___ Data provided ___
impl<'a, S, N> QuarantineLifecycle<'a, S, N>
where
    S: QuarantineStore,
    N: QuarantineNotifier,
{
    pub fn new(org_id: impl Into<String>, store: &'a mut S, notifier: &'a N) -> Self {
        Self {
            org_id: org_id.into(),
            store,
            notifier,
        }
    }

    #[must_use]
    pub fn org_id(&self) -> &str {
        &self.org_id
    }

    /// The organization's stored config, or organization defaults.
    ///
    /// # Errors
    /// Returns the store's error when loading fails.
    pub fn config(&self) -> Result<AutoQuarantineConfig, FlakeError> {
        Ok(self
            .store
            .load_auto_quarantine_config(&self.org_id)?
            .unwrap_or_else(AutoQuarantineConfig::organization_defaults))
    }

    /// Replaces the organization's config after validating it.
    ///
    /// # Errors
    /// Returns [`FlakeError::Configuration`] for invalid values or the
    /// store's error when saving fails.
    pub fn update_config(&mut self, config: &AutoQuarantineConfig) -> Result<(), FlakeError> {
        config.validate()?;
        self.store
            .save_auto_quarantine_config(&self.org_id, config)?;
        info!(
            org_id = %self.org_id,
            enabled = config.enabled,
            threshold = config.threshold,
            min_runs = config.min_runs,
            "auto-quarantine config updated"
        );
        Ok(())
    }

    /// Current state; tests never seen before are reported as active.
    ///
    /// # Errors
    /// Returns the store's error when loading fails.
    pub fn state(&self, test_id: &TestId) -> Result<QuarantineState, FlakeError> {
        Ok(self
            .store
            .load_quarantine_state(test_id)?
            .unwrap_or_else(|| QuarantineState::new(test_id.clone())))
    }

    /// # Errors
    /// Returns [`FlakeError::Conflict`] when a concurrent writer advanced the
    /// state first, or the store's error when persistence fails.
    pub fn quarantine(
        &mut self,
        test_id: &TestId,
        reason: QuarantineReason,
        now: OffsetDateTime,
    ) -> Result<TransitionOutcome, FlakeError> {
        let config = self.config()?;
        self.apply_quarantine(test_id, reason, now, None, &config)
    }

    /// # Errors
    /// Returns [`FlakeError::Conflict`] when a concurrent writer advanced the
    /// state first, or the store's error when persistence fails.
    pub fn release(
        &mut self,
        test_id: &TestId,
        now: OffsetDateTime,
    ) -> Result<TransitionOutcome, FlakeError> {
        let current = self.state(test_id)?;
        match current.release(now) {
            Transition::Unchanged => {
                debug!(test_id = %test_id, "release ignored: test is not quarantined");
                Ok(TransitionOutcome {
                    state: current,
                    changed: false,
                    notified: false,
                })
            }
            Transition::Changed(next) => {
                let persisted = self
                    .store
                    .save_quarantine_state(&next, current.state_version)?;
                info!(
                    org_id = %self.org_id,
                    test_id = %test_id,
                    state_version = persisted.state_version,
                    "test released from quarantine"
                );
                Ok(TransitionOutcome {
                    state: persisted,
                    changed: true,
                    notified: false,
                })
            }
        }
    }

    /// Scores one test without deciding on quarantine. The test's default
    /// active row is persisted if it has none yet.
    ///
    /// # Errors
    /// Returns [`FlakeError::Validation`] for inconsistent statistics, or
    /// store errors from loading or persisting state.
    pub fn assess(
        &mut self,
        stats: &TestRunStatistics,
        thresholds: &PatternThresholds,
    ) -> Result<(Assessment, QuarantineState), FlakeError> {
        let assessment = assess(stats, thresholds)?;
        let state = self.ensure_state(&stats.test_id)?;
        Ok((assessment, state))
    }

    /// On-demand check for one test: assess, decide, and apply the
    /// auto-quarantine transition when recommended.
    ///
    /// # Errors
    /// Returns [`FlakeError::Validation`] for inconsistent statistics, or
    /// store errors from loading config or persisting state.
    pub fn evaluate(
        &mut self,
        stats: &TestRunStatistics,
        thresholds: &PatternThresholds,
        now: OffsetDateTime,
    ) -> Result<EvaluationOutcome, FlakeError> {
        let config = self.config()?;
        self.evaluate_with(stats, thresholds, now, &config)
    }

    /// Evaluates every snapshot against one config load. Per-test failures
    /// are collected and do not stop the sweep.
    ///
    /// # Errors
    /// Returns the store's error only when the config itself cannot be
    /// loaded.
    pub fn sweep(
        &mut self,
        snapshots: &[TestRunStatistics],
        thresholds: &PatternThresholds,
        now: OffsetDateTime,
    ) -> Result<SweepReport, FlakeError> {
        let config = self.config()?;
        let mut report = SweepReport::default();

        for stats in snapshots {
            report.evaluated += 1;
            match self.evaluate_with(stats, thresholds, now, &config) {
                Ok(outcome) => {
                    if matches!(outcome.assessment, Assessment::InsufficientData { .. }) {
                        report.insufficient_data += 1;
                    }
                    if outcome.quarantine_recommended {
                        report.recommended += 1;
                        if outcome.transition.changed {
                            report.newly_quarantined += 1;
                        } else {
                            report.already_quarantined += 1;
                        }
                    }
                    if outcome.transition.notified {
                        report.notified += 1;
                    }
                }
                Err(err) => {
                    warn!(test_id = %stats.test_id, error = %err, "sweep evaluation failed");
                    report.failures.push(SweepFailure {
                        test_id: stats.test_id.clone(),
                        error: err.to_string(),
                    });
                }
            }
        }

        info!(
            org_id = %self.org_id,
            evaluated = report.evaluated,
            newly_quarantined = report.newly_quarantined,
            failures = report.failures.len(),
            "auto-quarantine sweep finished"
        );
        Ok(report)
    }

    fn evaluate_with(
        &mut self,
        stats: &TestRunStatistics,
        thresholds: &PatternThresholds,
        now: OffsetDateTime,
        config: &AutoQuarantineConfig,
    ) -> Result<EvaluationOutcome, FlakeError> {
        let assessment = assess(stats, thresholds)?;
        let quarantine_recommended = should_auto_quarantine(&assessment, stats.total_runs, config);

        let transition = if quarantine_recommended {
            self.apply_quarantine(
                &stats.test_id,
                QuarantineReason::AutoThreshold,
                now,
                assessment.score(),
                config,
            )?
        } else {
            TransitionOutcome {
                state: self.ensure_state(&stats.test_id)?,
                changed: false,
                notified: false,
            }
        };

        Ok(EvaluationOutcome {
            assessment,
            quarantine_recommended,
            transition,
        })
    }

    fn apply_quarantine(
        &mut self,
        test_id: &TestId,
        reason: QuarantineReason,
        now: OffsetDateTime,
        score: Option<f64>,
        config: &AutoQuarantineConfig,
    ) -> Result<TransitionOutcome, FlakeError> {
        let current = self.state(test_id)?;
        let next = match current.quarantine(reason, now) {
            Transition::Unchanged => {
                debug!(test_id = %test_id, "quarantine ignored: test already quarantined");
                return Ok(TransitionOutcome {
                    state: current,
                    changed: false,
                    notified: false,
                });
            }
            Transition::Changed(next) => next,
        };

        let persisted = self
            .store
            .save_quarantine_state(&next, current.state_version)?;
        info!(
            org_id = %self.org_id,
            test_id = %test_id,
            reason = reason.as_str(),
            state_version = persisted.state_version,
            "test quarantined"
        );

        let notified = config.notify_on_quarantine && self.notify(&persisted, reason, now, score);
        Ok(TransitionOutcome {
            state: persisted,
            changed: true,
            notified,
        })
    }

    /// Persists the default active row the first time a test is assessed.
    fn ensure_state(&mut self, test_id: &TestId) -> Result<QuarantineState, FlakeError> {
        if let Some(existing) = self.store.load_quarantine_state(test_id)? {
            return Ok(existing);
        }

        match self
            .store
            .save_quarantine_state(&QuarantineState::new(test_id.clone()), 0)
        {
            Ok(created) => Ok(created),
            Err(FlakeError::Conflict { .. }) => self.state(test_id),
            Err(err) => Err(err),
        }
    }

    fn notify(
        &self,
        state: &QuarantineState,
        reason: QuarantineReason,
        now: OffsetDateTime,
        score: Option<f64>,
    ) -> bool {
        let notice = QuarantineNotice {
            org_id: self.org_id.clone(),
            test_id: state.test_id.clone(),
            reason,
            quarantined_at: state.quarantined_at.unwrap_or(now),
            score,
        };

        match self.notifier.notify_quarantined(&notice) {
            Ok(()) => true,
            Err(err) => {
                warn!(test_id = %state.test_id, error = %err, "quarantine notification failed");
                false
            }
        }
    }
}
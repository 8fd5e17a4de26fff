use std::collections::HashMap;
use std::sync::{PoisonError, RwLock};

use serde::{Deserialize, Serialize};
use time::{Duration, OffsetDateTime};
use tracing::{debug, warn};

use crate::{Assessment, FlakeError, RunOutcome, Severity, TestId, TestRunStatistics};

/// Cached analysis goes stale this long after it was generated.
pub const SUGGESTION_TTL: Duration = Duration::hours(24);
/// Most recent outcomes forwarded to the analysis provider.
pub const ANALYSIS_HISTORY_LIMIT: usize = 20;

/// Summary handed to the analysis provider on a cache miss.
#[derive(Debug, Clone, Serialize, Deserialize, PartialEq)]
pub struct AnalysisRequest {
    pub test_id: TestId,
    pub score: Option<f64>,
    pub severity: Option<Severity>,
    pub is_retry_flaky: bool,
    pub has_time_pattern: bool,
    pub has_environment_pattern: bool,
    pub total_runs: u64,
    pub fail_count: u64,
    /// Oldest first, at most [`ANALYSIS_HISTORY_LIMIT`] entries.
    pub recent_outcomes: Vec<RunOutcome>,
}

impl AnalysisRequest {
    #[must_use]
    pub fn new(stats: &TestRunStatistics, assessment: &Assessment) -> Self {
        let skip = stats
            .recent_outcomes
            .len()
            .saturating_sub(ANALYSIS_HISTORY_LIMIT);
        let assessed = assessment.assessed();

        Self {
            test_id: stats.test_id.clone(),
            score: assessment.score(),
            severity: assessment.severity(),
            is_retry_flaky: assessed.is_some_and(|a| a.is_retry_flaky),
            has_time_pattern: assessed.is_some_and(|a| a.has_time_pattern),
            has_environment_pattern: assessed.is_some_and(|a| a.has_environment_pattern),
            total_runs: stats.total_runs,
            fail_count: stats.fail_count,
            recent_outcomes: stats.recent_outcomes[skip..].to_vec(),
        }
    }
}

/// Remote generator of free-text remediation analysis.
pub trait AnalysisProvider {
    #[allow(clippy::missing_errors_doc)]
    fn analyze(&self, request: &AnalysisRequest) -> Result<String, FlakeError>;
}

#[derive(Debug, Clone, Serialize, Deserialize, Eq, PartialEq)]
pub struct SuggestionCacheEntry {
    pub test_id: TestId,
    pub analysis_text: String,
    #[serde(with = "time::serde::rfc3339")]
    pub generated_at: OffsetDateTime,
}

impl SuggestionCacheEntry {
    #[must_use]
    pub fn is_fresh(&self, now: OffsetDateTime, ttl: Duration) -> bool {
        now - self.generated_at < ttl
    }
}

#[derive(Debug, Clone, Serialize, Deserialize, Eq, PartialEq)]
#[serde(tag = "status", rename_all = "snake_case")]
pub enum AnalysisResult {
    Available {
        entry: SuggestionCacheEntry,
        from_cache: bool,
    },
    Unavailable {
        test_id: TestId,
        reason: String,
    },
}

/// Per-test analysis cache, safe to share across threads.
///
/// Stale entries are kept until overwritten or purged; reads simply stop
/// returning them.
#[derive(Debug)]
pub struct SuggestionCache {
    ttl: Duration,
    entries: RwLock<HashMap<TestId, SuggestionCacheEntry>>,
}

impl Default for SuggestionCache {
    fn default() -> Self {
        Self::new()
    }
}

impl SuggestionCache {
    #[must_use]
    pub fn new() -> Self {
        Self::with_ttl(SUGGESTION_TTL)
    }

    #[must_use]
    pub fn with_ttl(ttl: Duration) -> Self {
        Self {
            ttl,
            entries: RwLock::new(HashMap::new()),
        }
    }

    #[must_use]
    pub fn get(&self, test_id: &TestId, now: OffsetDateTime) -> Option<SuggestionCacheEntry> {
        let entries = self.entries.read().unwrap_or_else(PoisonError::into_inner);
        entries
            .get(test_id)
            .filter(|entry| entry.is_fresh(now, self.ttl))
            .cloned()
    }

    /// Overwrites any existing entry for the same test.
    pub fn put(&self, entry: SuggestionCacheEntry) {
        let mut entries = self.entries.write().unwrap_or_else(PoisonError::into_inner);
        entries.insert(entry.test_id.clone(), entry);
    }

    /// Cached analysis when fresh, otherwise a provider call whose text is
    /// cached. Provider failures never escape as errors.
    pub fn analyze<P>(
        &self,
        provider: &P,
        stats: &TestRunStatistics,
        assessment: &Assessment,
        now: OffsetDateTime,
    ) -> AnalysisResult
    where
        P: AnalysisProvider + ?Sized,
    {
        if let Some(entry) = self.get(&stats.test_id, now) {
            debug!(test_id = %stats.test_id, "suggestion cache hit");
            return AnalysisResult::Available {
                entry,
                from_cache: true,
            };
        }

        debug!(test_id = %stats.test_id, "suggestion cache miss");
        self.request(provider, stats, assessment, now)
    }

    /// Forces a provider call and overwrites the cached entry on success.
    /// A failed refresh leaves the previous entry in place.
    pub fn refresh<P>(
        &self,
        provider: &P,
        stats: &TestRunStatistics,
        assessment: &Assessment,
        now: OffsetDateTime,
    ) -> AnalysisResult
    where
        P: AnalysisProvider + ?Sized,
    {
        self.request(provider, stats, assessment, now)
    }

    /// Drops entries that are no longer fresh and returns how many went.
    pub fn purge_stale(&self, now: OffsetDateTime) -> usize {
        let mut entries = self.entries.write().unwrap_or_else(PoisonError::into_inner);
        let before = entries.len();
        entries.retain(|_, entry| entry.is_fresh(now, self.ttl));
        before - entries.len()
    }

    #[must_use]
    pub fn len(&self) -> usize {
        self.entries
            .read()
            .unwrap_or_else(PoisonError::into_inner)
            .len()
    }

    #[must_use]
    pub fn is_empty(&self) -> bool {
        self.len() == 0
    }

    fn request<P>(
        &self,
        provider: &P,
        stats: &TestRunStatistics,
        assessment: &Assessment,
        now: OffsetDateTime,
    ) -> AnalysisResult
    where
        P: AnalysisProvider + ?Sized,
    {
        let request = AnalysisRequest::new(stats, assessment);
        match provider.analyze(&request) {
            Ok(analysis_text) => {
                let entry = SuggestionCacheEntry {
                    test_id: stats.test_id.clone(),
                    analysis_text,
                    generated_at: now,
                };
                self.put(entry.clone());
                AnalysisResult::Available {
                    entry,
                    from_cache: false,
                }
            }
            Err(err) => {
                warn!(test_id = %stats.test_id, error = %err, "analysis unavailable");
                AnalysisResult::Unavailable {
                    test_id: stats.test_id.clone(),
                    reason: err.to_string(),
                }
            }
        }
    }
}

#[cfg(test)]
mod tests {
    use super::*;
    use crate::test_support::*;
    use crate::{assess, PatternThresholds};
    use std::cell::Cell;

    struct CountingProvider {
        calls: Cell<usize>,
        fail: bool,
    }

    impl CountingProvider {
        fn new(fail: bool) -> Self {
            Self {
                calls: Cell::new(0),
                fail,
            }
        }
    }

    impl AnalysisProvider for CountingProvider {
        fn analyze(&self, request: &AnalysisRequest) -> Result<String, FlakeError> {
            self.calls.set(self.calls.get() + 1);
            if self.fail {
                return Err(FlakeError::Analysis("upstream returned 503".to_string()));
            }
            Ok(format!("call {} for {}", self.calls.get(), request.test_id))
        }
    }

    fn entry_at(generated_at: &str) -> SuggestionCacheEntry {
        SuggestionCacheEntry {
            test_id: fixture_test_id(),
            analysis_text: "wait for the payment iframe before clicking".to_string(),
            generated_at: must_utc(generated_at),
        }
    }

    #[test]
    fn entry_is_served_at_23_hours_and_stale_at_25() {
        let cache = SuggestionCache::new();
        cache.put(entry_at("2026-03-01T00:00:00Z"));

        assert!(cache
            .get(&fixture_test_id(), must_utc("2026-03-01T23:00:00Z"))
            .is_some());
        assert!(cache
            .get(&fixture_test_id(), must_utc("2026-03-02T01:00:00Z"))
            .is_none());
        assert_eq!(cache.len(), 1);
    }

    #[test]
    fn exactly_24_hours_is_stale() {
        let cache = SuggestionCache::new();
        cache.put(entry_at("2026-03-01T00:00:00Z"));
        assert!(cache
            .get(&fixture_test_id(), must_utc("2026-03-02T00:00:00Z"))
            .is_none());
    }

    #[test]
    fn analyze_calls_provider_once_while_fresh() {
        let cache = SuggestionCache::new();
        let provider = CountingProvider::new(false);
        let stats = fixture_stats(20, 9);
        let assessment = must_ok(assess(&stats, &PatternThresholds::v1()));

        let first = cache.analyze(&provider, &stats, &assessment, must_utc("2026-03-01T00:00:00Z"));
        let second = cache.analyze(&provider, &stats, &assessment, must_utc("2026-03-01T05:00:00Z"));

        assert!(matches!(first, AnalysisResult::Available { from_cache: false, .. }));
        assert!(matches!(second, AnalysisResult::Available { from_cache: true, .. }));
        assert_eq!(provider.calls.get(), 1);

        let later = cache.analyze(&provider, &stats, &assessment, must_utc("2026-03-02T06:00:00Z"));
        assert!(matches!(later, AnalysisResult::Available { from_cache: false, .. }));
        assert_eq!(provider.calls.get(), 2);
    }

    #[test]
    fn refresh_overwrites_a_fresh_entry() {
        let cache = SuggestionCache::new();
        let provider = CountingProvider::new(false);
        let stats = fixture_stats(20, 9);
        let assessment = must_ok(assess(&stats, &PatternThresholds::v1()));
        let now = must_utc("2026-03-01T00:00:00Z");

        cache.analyze(&provider, &stats, &assessment, now);
        let refreshed = cache.refresh(&provider, &stats, &assessment, now);

        let AnalysisResult::Available { entry, from_cache } = refreshed else {
            panic!("expected refreshed analysis");
        };
        assert!(!from_cache);
        assert!(entry.analysis_text.starts_with("call 2"));
        assert_eq!(must_some(cache.get(&stats.test_id, now)), entry);
    }

    #[test]
    fn provider_failure_is_reported_not_raised() {
        let cache = SuggestionCache::new();
        let provider = CountingProvider::new(true);
        let stats = fixture_stats(20, 9);
        let assessment = must_ok(assess(&stats, &PatternThresholds::v1()));

        let result = cache.analyze(&provider, &stats, &assessment, must_utc("2026-03-01T00:00:00Z"));
        match result {
            AnalysisResult::Unavailable { test_id, reason } => {
                assert_eq!(test_id, stats.test_id);
                assert!(reason.contains("503"));
            }
            AnalysisResult::Available { .. } => panic!("expected unavailable analysis"),
        }
        assert!(cache.is_empty());
    }

    #[test]
    fn failed_refresh_keeps_previous_entry() {
        let cache = SuggestionCache::new();
        cache.put(entry_at("2026-03-01T00:00:00Z"));
        let stats = fixture_stats(20, 9);
        let assessment = must_ok(assess(&stats, &PatternThresholds::v1()));
        let now = must_utc("2026-03-01T01:00:00Z");

        let result = cache.refresh(&CountingProvider::new(true), &stats, &assessment, now);
        assert!(matches!(result, AnalysisResult::Unavailable { .. }));
        assert_eq!(must_some(cache.get(&stats.test_id, now)), entry_at("2026-03-01T00:00:00Z"));
    }

    #[test]
    fn purge_removes_only_stale_entries() {
        let cache = SuggestionCache::new();
        cache.put(entry_at("2026-03-01T00:00:00Z"));
        cache.put(SuggestionCacheEntry {
            test_id: must_ok(TestId::new("search/filters-by-price")),
            analysis_text: "mock the clock".to_string(),
            generated_at: must_utc("2026-03-02T00:00:00Z"),
        });

        assert_eq!(cache.purge_stale(must_utc("2026-03-02T06:00:00Z")), 1);
        assert_eq!(cache.len(), 1);
    }

    #[test]
    fn request_truncates_history_to_most_recent() {
        let mut stats = fixture_stats(30, 10);
        stats.recent_outcomes = (0..30)
            .map(|index| {
                if index < 10 {
                    RunOutcome::Skipped
                } else if index % 2 == 0 {
                    RunOutcome::Failed
                } else {
                    RunOutcome::Passed
                }
            })
            .collect();

        let request = AnalysisRequest::new(&stats, &must_ok(assess(&stats, &PatternThresholds::v1())));
        assert_eq!(request.recent_outcomes.len(), ANALYSIS_HISTORY_LIMIT);
        assert!(!request.recent_outcomes.contains(&RunOutcome::Skipped));
        assert_eq!(request.severity, Some(Severity::Low));
    }

    #[test]
    fn request_for_insufficient_data_carries_no_score() {
        let stats = fixture_stats(0, 0);
        let request = AnalysisRequest::new(&stats, &must_ok(assess(&stats, &PatternThresholds::v1())));
        assert_eq!(request.score, None);
        assert!(!request.is_retry_flaky);
    }

    #[test]
    fn cache_is_shared_across_threads() {
        let cache = SuggestionCache::new();
        let now = must_utc("2026-03-01T12:00:00Z");

        std::thread::scope(|scope| {
            for worker in 0..8 {
                let cache = &cache;
                scope.spawn(move || {
                    let test_id = must_ok(TestId::new(format!("suite/worker-{worker}")));
                    for round in 0..50 {
                        cache.put(SuggestionCacheEntry {
                            test_id: test_id.clone(),
                            analysis_text: format!("worker {worker} round {round}"),
                            generated_at: now,
                        });
                        let seen = must_some(cache.get(&test_id, now));
                        assert_eq!(seen.test_id, test_id);
                        assert!(seen.analysis_text.starts_with(&format!("worker {worker} ")));
                    }
                });
            }
        });

        assert_eq!(cache.len(), 8);
        for worker in 0..8 {
            let test_id = must_ok(TestId::new(format!("suite/worker-{worker}")));
            let entry = must_some(cache.get(&test_id, now));
            assert_eq!(entry.analysis_text, format!("worker {worker} round 49"));
        }
    }
}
___
- [Exercise] Please return every line of the records above that contains the word "persisted".

- [Exercise response]
                let persisted = self
                    state_version = persisted.state_version,
                    state: persisted,
    /// active row is persisted if it has none yet.
        let persisted = self
            state_version = persisted.state_version,
        let notified = config.notify_on_quarantine && self.notify(&persisted, reason, now, score);
            state: persisted,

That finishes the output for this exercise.